• **YOUR ASSIGNMENT**: Look through the data below and show every line that includes "force".

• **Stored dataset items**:
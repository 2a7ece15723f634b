//! Post-model override rules.
//!
//! The zero-shot model is general-purpose and misreads short business
//! phrases (a "thank you" closing ranked as an open request, promotions
//! ranked as information requests). These rules run after scoring, in a fixed
//! order, each one able to replace the model's category and intent:
//!
//! 1. Keyword groups: status → scheduling → approval → budget → follow-up →
//!    invitation → notification. First matching group wins.
//! 2. Gratitude consistency: a gratitude intent is never actionable.
//! 3. Gratitude intensity: ≥2 gratitude keywords, or ≥1 gratitude plus ≥1
//!    resolution keyword.
//! 4. Promotional: ≥2 spam keywords, or any promotional pattern.
//!
//! Later rules overwrite earlier ones, so promotional detection has the final
//! say. Every rule reads the original text lower-cased, never the normalized
//! text. Keyword counts are the number of distinct list entries present.
//!
//! Thresholds and lists are empirically tuned; texts with two incidental
//! trigger words get flagged, which is accepted.

use regex::Regex;
use tracing::debug;

use crate::nlp::labels::{Category, Intent};

/// Minimum spam keyword hits for the promotional override.
pub const SPAM_KEYWORD_THRESHOLD: usize = 2;

/// Gratitude hits that force the gratitude override on their own.
pub const GRATITUDE_KEYWORD_THRESHOLD: usize = 2;

/// A category/intent pair, before or after overrides.
#[derive(Debug, Clone, Copy, PartialEq, Eq)]
pub struct Verdict {
    pub category: Category,
    pub intent: Intent,
}

impl Verdict {
    pub fn new(category: Category, intent: Intent) -> Self {
        Self { category, intent }
    }
}

/// One keyword group of the reclassification rule.
#[derive(Debug, Clone)]
pub struct KeywordGroup {
    /// Short name for logging.
    pub name: &'static str,
    pub keywords: Vec<&'static str>,
    pub intent: Intent,
    pub category: Category,
}

impl KeywordGroup {
    pub fn matches(&self, text_lower: &str) -> bool {
        self.keywords.iter().any(|kw| text_lower.contains(kw))
    }
}

/// A single override stage.
#[derive(Debug, Clone)]
pub enum OverrideRule {
    /// First matching group replaces both intent and category.
    KeywordGroups(Vec<KeywordGroup>),
    /// Gratitude intents force the non-actionable category.
    GratitudeConsistency,
    /// Strong thanks, or thanks for a resolved problem, is gratitude.
    GratitudeIntensity {
        gratitude: Vec<&'static str>,
        resolution: Vec<&'static str>,
    },
    /// Promotional mail, by keyword count or phrase pattern.
    Promotional {
        keywords: Vec<&'static str>,
        patterns: Vec<Regex>,
    },
}

impl OverrideRule {
    /// Short name for logging.
    pub fn name(&self) -> &'static str {
        match self {
            Self::KeywordGroups(_) => "keyword_groups",
            Self::GratitudeConsistency => "gratitude_consistency",
            Self::GratitudeIntensity { .. } => "gratitude_intensity",
            Self::Promotional { .. } => "promotional",
        }
    }

    /// Evaluate against lower-cased original text and the current verdict.
    ///
    /// Returns the replacement verdict, or `None` when the rule does not fire.
    pub fn evaluate(&self, text_lower: &str, current: Verdict) -> Option<Verdict> {
        match self {
            Self::KeywordGroups(groups) => {
                let group = groups.iter().find(|g| g.matches(text_lower))?;
                debug!(group = group.name, "Keyword group matched");
                Some(Verdict::new(group.category, group.intent))
            }
            Self::GratitudeConsistency => {
                if current.intent.is_gratitude() && current.category != Category::Unproductive {
                    Some(Verdict::new(Category::Unproductive, current.intent))
                } else {
                    None
                }
            }
            Self::GratitudeIntensity {
                gratitude,
                resolution,
            } => {
                let thanks = count_keywords(text_lower, gratitude);
                let resolved = count_keywords(text_lower, resolution);
                if thanks >= GRATITUDE_KEYWORD_THRESHOLD || (thanks >= 1 && resolved >= 1) {
                    debug!(thanks, resolved, "Gratitude intensity override");
                    Some(Verdict::new(Category::Unproductive, Intent::Gratitude))
                } else {
                    None
                }
            }
            Self::Promotional { keywords, patterns } => {
                let hits = count_keywords(text_lower, keywords);
                let pattern_hit = patterns.iter().any(|p| p.is_match(text_lower));
                if hits >= SPAM_KEYWORD_THRESHOLD || pattern_hit {
                    debug!(hits, pattern_hit, "Promotional override");
                    Some(Verdict::new(Category::Unproductive, Intent::SpamMarketing))
                } else {
                    None
                }
            }
        }
    }
}

/// Number of distinct keywords that occur in `text_lower`.
pub fn count_keywords(text_lower: &str, keywords: &[&str]) -> usize {
    keywords.iter().filter(|kw| text_lower.contains(*kw)).count()
}

/// Ordered override cascade.
pub struct OverrideEngine {
    rules: Vec<OverrideRule>,
}

impl OverrideEngine {
    /// The production rule set, in priority order.
    pub fn default_rules() -> Self {
        Self {
            rules: vec![
                OverrideRule::KeywordGroups(default_keyword_groups()),
                OverrideRule::GratitudeConsistency,
                OverrideRule::GratitudeIntensity {
                    gratitude: GRATITUDE_KEYWORDS.to_vec(),
                    resolution: RESOLUTION_KEYWORDS.to_vec(),
                },
                OverrideRule::Promotional {
                    keywords: SPAM_KEYWORDS.to_vec(),
                    patterns: promotional_patterns(),
                },
            ],
        }
    }

    /// No overrides: the model verdict passes through untouched.
    pub fn empty() -> Self {
        Self { rules: Vec::new() }
    }

    /// Run every rule in order over the original (not normalized) text.
    pub fn apply(&self, original_text: &str, model: Verdict) -> Verdict {
        let text_lower = original_text.to_lowercase();
        self.rules.iter().fold(model, |current, rule| {
            match rule.evaluate(&text_lower, current) {
                Some(next) => {
                    debug!(
                        rule = rule.name(),
                        from_category = %current.category,
                        from_intent = %current.intent,
                        to_category = %next.category,
                        to_intent = %next.intent,
                        "Override applied"
                    );
                    next
                }
                None => current,
            }
        })
    }
}

impl Default for OverrideEngine {
    fn default() -> Self {
        Self::default_rules()
    }
}

// ── Keyword lists ───────────────────────────────────────────────────

const STATUS_KEYWORDS: &[&str] = &[
    "status",
    "andamento",
    "acompanhamento",
    "atualização sobre",
    "em que pé",
    "previsão de conclusão",
    "progresso",
];

const SCHEDULING_KEYWORDS: &[&str] = &[
    "agendar",
    "agendamento",
    "reunião",
    "remarcar",
    "marcar uma",
    "disponibilidade",
    "horário disponível",
];

const APPROVAL_KEYWORDS: &[&str] = &[
    "aprovação",
    "aprovar",
    "aprove",
    "autorização",
    "autorizar",
    "autorize",
    "de acordo para prosseguir",
];

const BUDGET_KEYWORDS: &[&str] = &[
    "orçamento",
    "proposta",
    "cotação",
    "quanto custa",
    "tabela de preços",
];

const FOLLOW_UP_KEYWORDS: &[&str] = &[
    "follow-up",
    "follow up",
    "pendência",
    "pendente",
    "cobrança",
    "ainda não recebi",
    "sem retorno",
    "aguardando retorno",
];

const INVITATION_KEYWORDS: &[&str] = &[
    "convite",
    "convidamos",
    "convidá-lo",
    "workshop",
    "webinar",
    "treinamento",
    "palestra",
    "inscrições abertas",
];

const NOTIFICATION_KEYWORDS: &[&str] = &[
    "notificação automática",
    "mensagem automática",
    "e-mail automático",
    "email automático",
    "não responda",
    "senha alterada",
    "redefinição de senha",
    "alerta de segurança",
];

const GRATITUDE_KEYWORDS: &[&str] = &[
    "obrigado",
    "obrigada",
    "agradeço",
    "agradecemos",
    "agradecimento",
    "parabéns",
    "grato",
    "grata",
    "gratidão",
];

const RESOLUTION_KEYWORDS: &[&str] = &[
    "resolvido",
    "resolvida",
    "solucionado",
    "solucionada",
    "funcionou",
    "deu certo",
    "problema sanado",
];

const SPAM_KEYWORDS: &[&str] = &[
    "oferta",
    "desconto",
    "promoção",
    "clique aqui",
    "não perca",
    "limitada",
    "imperdível",
    "apenas hoje",
    "corra",
    "vagas limitadas",
    "grátis",
    "ganhe",
    "prêmio",
    "sorteio",
    "urgente",
    "liquidação",
    "aproveite",
    "cupom",
];

fn default_keyword_groups() -> Vec<KeywordGroup> {
    vec![
        KeywordGroup {
            name: "status",
            keywords: STATUS_KEYWORDS.to_vec(),
            intent: Intent::StatusRequest,
            category: Category::Productive,
        },
        KeywordGroup {
            name: "scheduling",
            keywords: SCHEDULING_KEYWORDS.to_vec(),
            intent: Intent::MeetingScheduling,
            category: Category::Productive,
        },
        KeywordGroup {
            name: "approval",
            keywords: APPROVAL_KEYWORDS.to_vec(),
            intent: Intent::ApprovalRequest,
            category: Category::Productive,
        },
        KeywordGroup {
            name: "budget",
            keywords: BUDGET_KEYWORDS.to_vec(),
            intent: Intent::QuoteRequest,
            category: Category::Productive,
        },
        KeywordGroup {
            name: "follow_up",
            keywords: FOLLOW_UP_KEYWORDS.to_vec(),
            intent: Intent::FollowUp,
            category: Category::Productive,
        },
        KeywordGroup {
            name: "invitation",
            keywords: INVITATION_KEYWORDS.to_vec(),
            intent: Intent::EventInvitation,
            category: Category::Unproductive,
        },
        KeywordGroup {
            name: "notification",
            keywords: NOTIFICATION_KEYWORDS.to_vec(),
            intent: Intent::SystemNotification,
            category: Category::Unproductive,
        },
    ]
}

fn promotional_patterns() -> Vec<Regex> {
    [
        // "12 computadores por 1", "3 por apenas 1"
        r"\b\d+\s+(?:\w+\s+){0,2}por\s+(?:apenas\s+)?1\b",
        // "50% de desconto", "30% off"
        r"\b\d{1,3}\s*%\s*(?:de\s+)?(?:desconto|off)\b",
        // "leve 3 pague 2"
        r"\bleve\s+\d+\s*,?\s*pague\s+\d+\b",
        // "levando só hoje", "aproveite, somente hoje"
        r"\b(?:levando|leve|aproveite|compre|promoção|oferta)\b[^.!?]*\b(?:s[óo]|somente)\s+hoje\b",
    ]
    .into_iter()
    .map(|p| Regex::new(p).unwrap_or_else(|e| panic!("invalid promotional pattern {p}: {e}")))
    .collect()
}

• **OUTPUT FOR THIS TASK**:
/// Gratitude hits that force the gratitude override on their own.
    /// Gratitude intents force the non-actionable category.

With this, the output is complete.